La Fille du Regiment

 

Vorrei iniziare con le cifre: teatro esaurito; ovazioni per "Mes amis", (mai sentito JDF così in forma), della durata di più di 5 minuti, uno sguardo al settore dove sedevano i "regnanti" dell'Opera, quindi ha eseguito uno dei più bei bis mai concessi. Il do acuto finale, assolutamente stratosferico, per potenza, luminosità, durata. Secondo atto: splendida l'aria del tenore.

Morbidissimo, emozionante, amoroso. Anche in questo caso mai sentita così eseguita bene da Florez. Altri minuti di applausi. Non saprei dire quanti ne ha ricevuti la signora Dessay. Contiamo solo quelli che hanno salutato la compagnia al termine: sicuramente più di 40. Forse 60, alla fine. A teatro pieno. Molti gli amici di presenti, giornalisti ed appassionati, emozionatissimi.  E' stata una gioia per tutti.

Molto felice Giulia, la novella sposa.

Qui dovrei iniziare un altro articolo.

La prima ad uscire dal teatro è stata Montserrat Caballè. Ancora strepitosa nel suo ruolo, ma visibilmente stanca.

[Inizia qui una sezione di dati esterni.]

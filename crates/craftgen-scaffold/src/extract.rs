//! Archive expansion through the system `unzip` utility
//!
//! The archive is listed first (`unzip -Z1`) to learn its root entries and to
//! reject a corrupt file before anything is written, then expanded with
//! `unzip -o -q <archive> -d <dir>`. Entries keep their archive paths; nothing
//! is renamed afterwards.

use std::collections::BTreeSet;
use std::process::Stdio;
use std::time::Duration;

use camino::Utf8Path;
use craftgen_core::types::ExtractSettings;
use tokio::process::Command;
use tracing::{debug, info};

use crate::error::{Error, Result};

/// Runs the configured decompressor
#[derive(Debug, Clone)]
pub struct ArchiveExtractor {
    program: String,
    timeout: Option<Duration>,
}

impl ArchiveExtractor {
    pub fn new(settings: &ExtractSettings) -> Self {
        Self {
            program: settings.program.clone(),
            timeout: settings.timeout_secs.map(Duration::from_secs),
        }
    }

    /// Expand `archive` into `working_dir`.
    ///
    /// Returns the set of top-level names the archive contains.
    pub async fn extract(
        &self,
        archive: &Utf8Path,
        working_dir: &Utf8Path,
    ) -> Result<BTreeSet<String>> {
        if !archive.is_file() {
            return Err(Error::extract(archive.as_str(), None, "archive not found"));
        }

        tokio::fs::create_dir_all(working_dir).await.map_err(|e| {
            Error::extract(
                archive.as_str(),
                None,
                format!("cannot create {}: {}", working_dir, e),
            )
        })?;

        let listing = self.run(archive, &["-Z1", archive.as_str()]).await?;
        let roots = root_entries(&listing);
        debug!("{} contains {:?}", archive, roots);

        info!("Extracting {} into {}", archive, working_dir);
        self.run(
            archive,
            &["-o", "-q", archive.as_str(), "-d", working_dir.as_str()],
        )
        .await?;

        Ok(roots)
    }

    async fn run(&self, archive: &Utf8Path, args: &[&str]) -> Result<String> {
        debug!("Running: {} {}", self.program, args.join(" "));

        let mut cmd = Command::new(&self.program);
        cmd.args(args)
            .stdin(Stdio::null())
            .stdout(Stdio::piped())
            .stderr(Stdio::piped())
            .kill_on_drop(true);

        let output = cmd.output();
        let output = match self.timeout {
            Some(limit) => tokio::time::timeout(limit, output).await.map_err(|_| {
                Error::extract(
                    archive.as_str(),
                    None,
                    format!("{} timed out after {}s", self.program, limit.as_secs()),
                )
            })?,
            None => output.await,
        }
        .map_err(|e| {
            Error::extract(
                archive.as_str(),
                None,
                format!("failed to run {}: {}", self.program, e),
            )
        })?;

        if !output.status.success() {
            let stderr = String::from_utf8_lossy(&output.stderr);
            let stdout = String::from_utf8_lossy(&output.stdout);
            let message = if stderr.trim().is_empty() {
                stdout.trim().to_string()
            } else {
                stderr.trim().to_string()
            };
            return Err(Error::extract(
                archive.as_str(),
                output.status.code(),
                message,
            ));
        }

        Ok(String::from_utf8_lossy(&output.stdout).into_owned())
    }
}

/// First path component of every listed entry
fn root_entries(listing: &str) -> BTreeSet<String> {
    listing
        .lines()
        .filter_map(|line| line.trim_start_matches("./").split('/').next())
        .filter(|root| !root.is_empty())
        .map(str::to_string)
        .collect()
}
//! The scaffold command: gather answers, then run the pipeline

use std::sync::Arc;

use anyhow::{Context, Result};
use camino::Utf8PathBuf;
use craftgen_core::config::load_answers;
use craftgen_core::{
    Error as CoreError, ProjectConfig, ProjectRoot, ScaffoldSettings, SettingsLoader,
};
use craftgen_scaffold::{
    build_pipeline, DirectoryTemplates, EmbeddedTemplates, Pipeline, PipelineObserver,
    PipelineOptions, RunOutcome, RunReport, StepContext, TemplateSource, TracingObserver,
};

use crate::cli::Cli;
use crate::output;
use crate::progress::SpinnerObserver;
use crate::prompts;

pub async fn run(cli: Cli) -> Result<()> {
    let (settings, settings_source) = SettingsLoader::new()
        .with_path(cli.settings.as_deref())
        .load()
        .context("Failed to load scaffold settings")?;

    let templates = template_source(&cli);
    let pipeline = build(&cli, &settings, Arc::clone(&templates))?;

    let root = ProjectRoot::new(cli.dest.clone().unwrap_or_else(|| Utf8PathBuf::from(".")))
        .context("Failed to resolve project directory")?;

    if cli.dry_run {
        output::plan(
            root.path().as_str(),
            &settings_source.to_string(),
            &templates.describe(),
            &pipeline.plan(),
        );
        return Ok(());
    }

    if !cli.quiet {
        output::banner("Welcome to the Craft CMS generator!");
    }

    let answers = match &cli.answers {
        Some(path) => load_answers(path)
            .with_context(|| format!("Failed to read answers from {}", path))?,
        None => prompts::ask()?,
    };
    let config = match ProjectConfig::from_answers(answers) {
        Ok(config) => config,
        Err(err @ CoreError::PromptRejected) => {
            output::license_declined();
            return Err(err.into());
        }
        Err(err) => return Err(anyhow::Error::new(err).context("Invalid project answers")),
    };

    std::fs::create_dir_all(root.path())
        .with_context(|| format!("Failed to create project directory {}", root.path()))?;
    let ctx = StepContext::new(config, root);

    if !cli.quiet {
        output::starting(&ctx.config().to_string(), ctx.root().path().as_str());
    }

    let observer: Arc<dyn PipelineObserver> = if cli.quiet || cli.verbose > 0 {
        Arc::new(TracingObserver)
    } else {
        Arc::new(SpinnerObserver::new())
    };

    let report = pipeline.with_observer(observer).run(&ctx).await;
    finish(report, cli.quiet)
}

fn template_source(cli: &Cli) -> Arc<dyn TemplateSource> {
    match &cli.templates {
        Some(dir) => Arc::new(DirectoryTemplates::new(dir.clone())),
        None => Arc::new(EmbeddedTemplates::new()),
    }
}

fn build(
    cli: &Cli,
    settings: &ScaffoldSettings,
    templates: Arc<dyn TemplateSource>,
) -> Result<Pipeline> {
    let options = PipelineOptions {
        skip_install: cli.skip_install,
    };
    build_pipeline(settings, templates, &options).context("Invalid scaffold settings")
}

/// Print the run summary and turn a failure into the command's error
fn finish(report: RunReport, quiet: bool) -> Result<()> {
    match report.outcome {
        RunOutcome::Success => {
            if !quiet {
                output::finished(report.completed.len(), report.elapsed);
            }
            Ok(())
        }
        RunOutcome::Failed { step, error } => {
            let done: Vec<_> = report.completed.iter().map(|s| s.name.as_str()).collect();
            output::interrupted(&done, &report.skipped);
            Err(anyhow::Error::new(error).context(format!("Step '{}' failed", step)))
        }
    }
}
//! Settings and answers file loading

mod loader;

pub use loader::{load_answers, SettingsLoader, SettingsSource};
//! craftgen - Craft CMS project generator
//!
//! Entry point for the `craftgen` command-line interface.

mod cli;
mod commands;
mod output;
mod progress;
mod prompts;

use anyhow::Result;
use clap::Parser;
use tracing_subscriber::{fmt, prelude::*, EnvFilter};

use cli::Cli;

#[tokio::main]
async fn main() -> Result<()> {
    // Initialize rustls crypto provider (required for rustls 0.23+)
    // This must be done before any TLS operations
    let _ = rustls::crypto::aws_lc_rs::default_provider().install_default();

    let cli = Cli::parse();

    init_tracing(cli.verbose, cli.quiet);

    commands::scaffold::run(cli).await
}

/// Level used when `RUST_LOG` is unset. Step progress is shown by
/// spinners, so plain runs only log warnings.
fn log_level(verbose: u8, quiet: bool) -> &'static str {
    match (quiet, verbose) {
        (true, _) => "error",
        (false, 0) => "warn",
        (false, 1) => "info",
        (false, 2) => "debug",
        (false, _) => "trace",
    }
}

/// Log to stderr so stdout carries only the scaffold's own output.
/// `RUST_LOG` overrides the flags.
fn init_tracing(verbose: u8, quiet: bool) {
    let filter = EnvFilter::try_from_default_env()
        .unwrap_or_else(|_| EnvFilter::new(log_level(verbose, quiet)));

    tracing_subscriber::registry()
        .with(
            fmt::layer()
                .with_target(verbose > 2)
                .with_writer(std::io::stderr),
        )
        .with(filter)
        .init();
}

Mi sono avvicinato a lei. Era inseguita dai fans, come sempre. Le ho detto chi ero. Mi ha chiesto se stavo bene. La voce seria: ah, l'allegria di un tempo!!! Se ne è andata veloce, quando le ho detto che la "vedevo bene", anche se accompagnata, reggendosi a lei, dalla sua fida amica e dal bastone, rapidamente guadagnando l'Hotel Sacher, a venti metri dal teatro. Un ciao reciproco. Poi non ho osato disturbarla ancora. "Non farmi cadere", mi ha detto, con l'unico sorriso che le è sfuggito.

Ed io mi sono commosso.

Ha ricevuto numerosi e fragorosi applausi; è ancora amatissima, ma mi sono messo nei suoi panni. Lei, la mia Regina, la Principessa, l'ultima Diva, chissà come reagisce a queste manifestazioni di giubilo che non sono neppure paragonabili a quelle che riceveva negli anni d'oro, quando LEI era la Montserrat.

Quando ha fatto l'ultima uscita sul palcoscenico, per salutare, era l'ultima protagonista della Fille di Vienna, ma non era quella che riceveva le ovazioni più intense. Tutto passa, cara Montserrat. Mi dispiace che i tuoi occhi, ah quali occhi, sprizzino vitalità ancora in scena, ma nascondano la tristezza di una vita artistica straordinaria che non ritornerà, le vicissitudini dovute alla salute cagionevole, specie dopo il grave male che l'aggredì qualche anno fa, e quelle famigliari che ha sempre tenuto nascoste. La amo anche per questo. E per la classe che ancora una volta ha dimostrato di possedere, regalando un mazzo di rose rosse a Natalie Dessay.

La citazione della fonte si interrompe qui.